Almaatouq, A. (2016). Complex Systems and a Computational Social Science Perspective on the Labor Market. arXiv preprint arXiv:1606.08562. Chicago


Labor market institutions are central for modern economies, and their polices can directly affect unemployment rates and economic growth. At the individual level, unemployment often has a detrimental impact on people's well-being and health. At the national level, high employment is one of the central goals of any economic policy, due to its close association with national prosperity. The main goal of this thesis is to highlight the need for frameworks that take into account the complex structure of labor market interactions. In particular, we explore the benefits of leveraging tools from computational social science, network science, and data-driven theories to measure the flow of opportunities and information in the context of the labor market.

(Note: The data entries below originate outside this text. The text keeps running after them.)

//! Wallet queries — balances are credited inside the completion transaction
//! (store/response.rs) and only read here, fresh per call.

use super::Store;
use crate::error::CoreResult;
use rusqlite::{params, OptionalExtension};

impl Store {
    /// Current balance; an account never credited reads as zero.
    pub fn wallet_balance(&self, owner_id: &str) -> CoreResult<f64> {
        let balance: Option<f64> = self
            .conn
            .query_row(
                "SELECT balance FROM wallet WHERE owner_id = ?1",
                params![owner_id],
                |row| row.get(0),
            )
            .optional()?;
        Ok(balance.unwrap_or(0.0))
    }

    /// Sum of all balances. Summary/reporting only.
    pub fn total_wallet_balance(&self) -> CoreResult<f64> {
        self.conn
            .query_row("SELECT COALESCE(SUM(balance), 0.0) FROM wallet", [], |row| {
                row.get(0)
            })
            .map_err(Into::into)
    }
}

First, we investigate our key hypothesis, which is that opportunity/information flow through weak ties, and this is a key determinant of the length of unemployment. We then extend the idea of opportunity/information flow to clusters of other economic activities, where we expect the flow within clusters of related activities to be higher than within isolated activities. This captures the intuition that within related activities there are more "capitals" involved and that such activities require similar "capabilities." Therefore, more extensive clusters of economic activities should generate greater growth through exploiting the greater flow of opportunities and information. We quantify the opportunity/information flow using a complexity measure of two economic activities (i.e. jobs and exports).